Penggunaan CTA yang jelas dapat membantu pengunjung lebih mudah berinteraksi pada halaman web Anda. Semakin lama mereka berselancar di dalam web Anda, semakin dapat meningkatkan waktu kunjungan halaman dan menurunkan bounce rate.

 

  1. Tampilan Website Wajib Mobile Friendly

Perlu diketahui bahwa pengunjung tidak hanya menggunakan personal computer atau laptop dalam menjelajahi website Anda, tetapi banyak juga yang menggunakan smartphone.
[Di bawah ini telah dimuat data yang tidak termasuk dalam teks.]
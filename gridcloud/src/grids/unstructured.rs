/*
* Licensed to Elasticsearch B.V. under one or more contributor
* license agreements. See the NOTICE file distributed with
* this work for additional information regarding copyright
* ownership. Elasticsearch B.V. licenses this file to you under
* the Apache License, Version 2.0 (the "License"); you may
* not use this file except in compliance with the License.
* You may obtain a copy of the License at
*
*  http://www.apache.org/licenses/LICENSE-2.0
*
* Unless required by applicable law or agreed to in writing,
* software distributed under the License is distributed on an
* "AS IS" BASIS, WITHOUT WARRANTIES OR CONDITIONS OF ANY
* KIND, either express or implied.  See the License for the
* specific language governing permissions and limitations
* under the License.
*/

use super::*;

/// A grid that is only a list of points.
#[derive(Clone, Debug, PartialEq)]
pub struct UnstructuredGrid {
    points: Vec<LatLon>,
}

impl UnstructuredGrid {
    ///
    pub fn new(points: Vec<LatLon>) -> UnstructuredGrid {
        UnstructuredGrid { points }
    }

    ///
    pub fn size(&self) -> usize {
        self.points.len()
    }

    ///
    pub fn points(&self) -> &[LatLon] {
        &self.points
    }

    ///
    pub fn point(&self, index: usize) -> LatLon {
        self.points[index]
    }

    /// Smallest box holding every point. The longitude range is the span of the raw
    /// longitudes, global when the list is empty.
    pub fn bounding_box(&self) -> BoundingBox {
        if self.points.is_empty() {
            return BoundingBox::global();
        }
        let mut north = f64::MIN;
        let mut south = f64::MAX;
        let mut west = f64::MAX;
        let mut east = f64::MIN;
        for p in &self.points {
            north = north.max(p.lat);
            south = south.min(p.lat);
            west = west.min(p.lon);
            east = east.max(p.lon);
        }
        BoundingBox::new(north, west, south, east).unwrap_or_else(|_| BoundingBox::global())
    }

    pub(crate) fn cropped(&self, bbox: &BoundingBox) -> UnstructuredGrid {
        UnstructuredGrid {
            points: self
                .points
                .iter()
                .filter(|p| bbox.contains(p))
                .copied()
                .collect(),
        }
    }
}

#[cfg(test)]
mod tests {
    use super::*;

    #[test]
    fn bbox_and_crop() {
        let g = UnstructuredGrid::new(vec![
            LatLon::new(10.0, 5.0),
            LatLon::new(-20.0, 40.0),
            LatLon::new(30.0, -10.0),
        ]);
        let b = g.bounding_box();
        assert_eq!(b.north(), 30.0);
        assert_eq!(b.south(), -20.0);
        assert_eq!(b.west(), -10.0);
        assert_eq!(b.east(), 40.0);

        let crop = g.cropped(&BoundingBox::new(20.0, 0.0, -30.0, 50.0).unwrap());
        assert_eq!(crop.size(), 2);
        assert_eq!(crop.point(1), LatLon::new(-20.0, 40.0));
    }
}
Maka dari itu, Anda harus mempertimbangkan tampilan website yang mobile friendly.

 

Menyajikan tampilan web yang mobile friendly tidak hanya membuat pengunjung lebih betah berada di website Anda, tapi itu juga disukai oleh mesin pencari yang menjadi lebih mudah melakukan proses crawl

 

  1. Hindari Penggunaan Pop-up yang Berlebihan

Situs web yang memiliki banyak traffic biasanya berpotensi untuk menghasilkan uang. Misalnya dengan menayangkan iklan pop-up atau iklan yang muncul setelah beberapa saat pengunjung berada pada website. Kadang, tampilan pop-up juga sering dimunculkan untuk kebutuhan navigasi pengguna dan pemberitahuan kepada pengunjung untuk melanjutkan interaksi, namun pop-up malah menutupi konten. Nah penggunaan pop-up yang seperti ini sebaiknya dihindari. 

 

 

Menggunakan tampilan pop-up yang berlebihan akan membuat pengunjung tidak nyaman, sehingga mereka malah jadi lebih cepat meninggalkan website bisnis Anda. Ini tentu sangat berpengaruh pada bounce rate sekaligus bisa jadi sangat merugikan karena tidak terjadi konversi apa pun dari kunjungan yang mereka lakukan. 

 

Itulah beberapa cara untuk menurunkan bounce rate yang bisa dilakukan. Tujuannya tentu saja agar website Anda semakin optimal. Segera lakukan evaluasi pada website secara keseluruhan, kemudian lakukan perbaikan agar performa web tersebut semakin maksimal.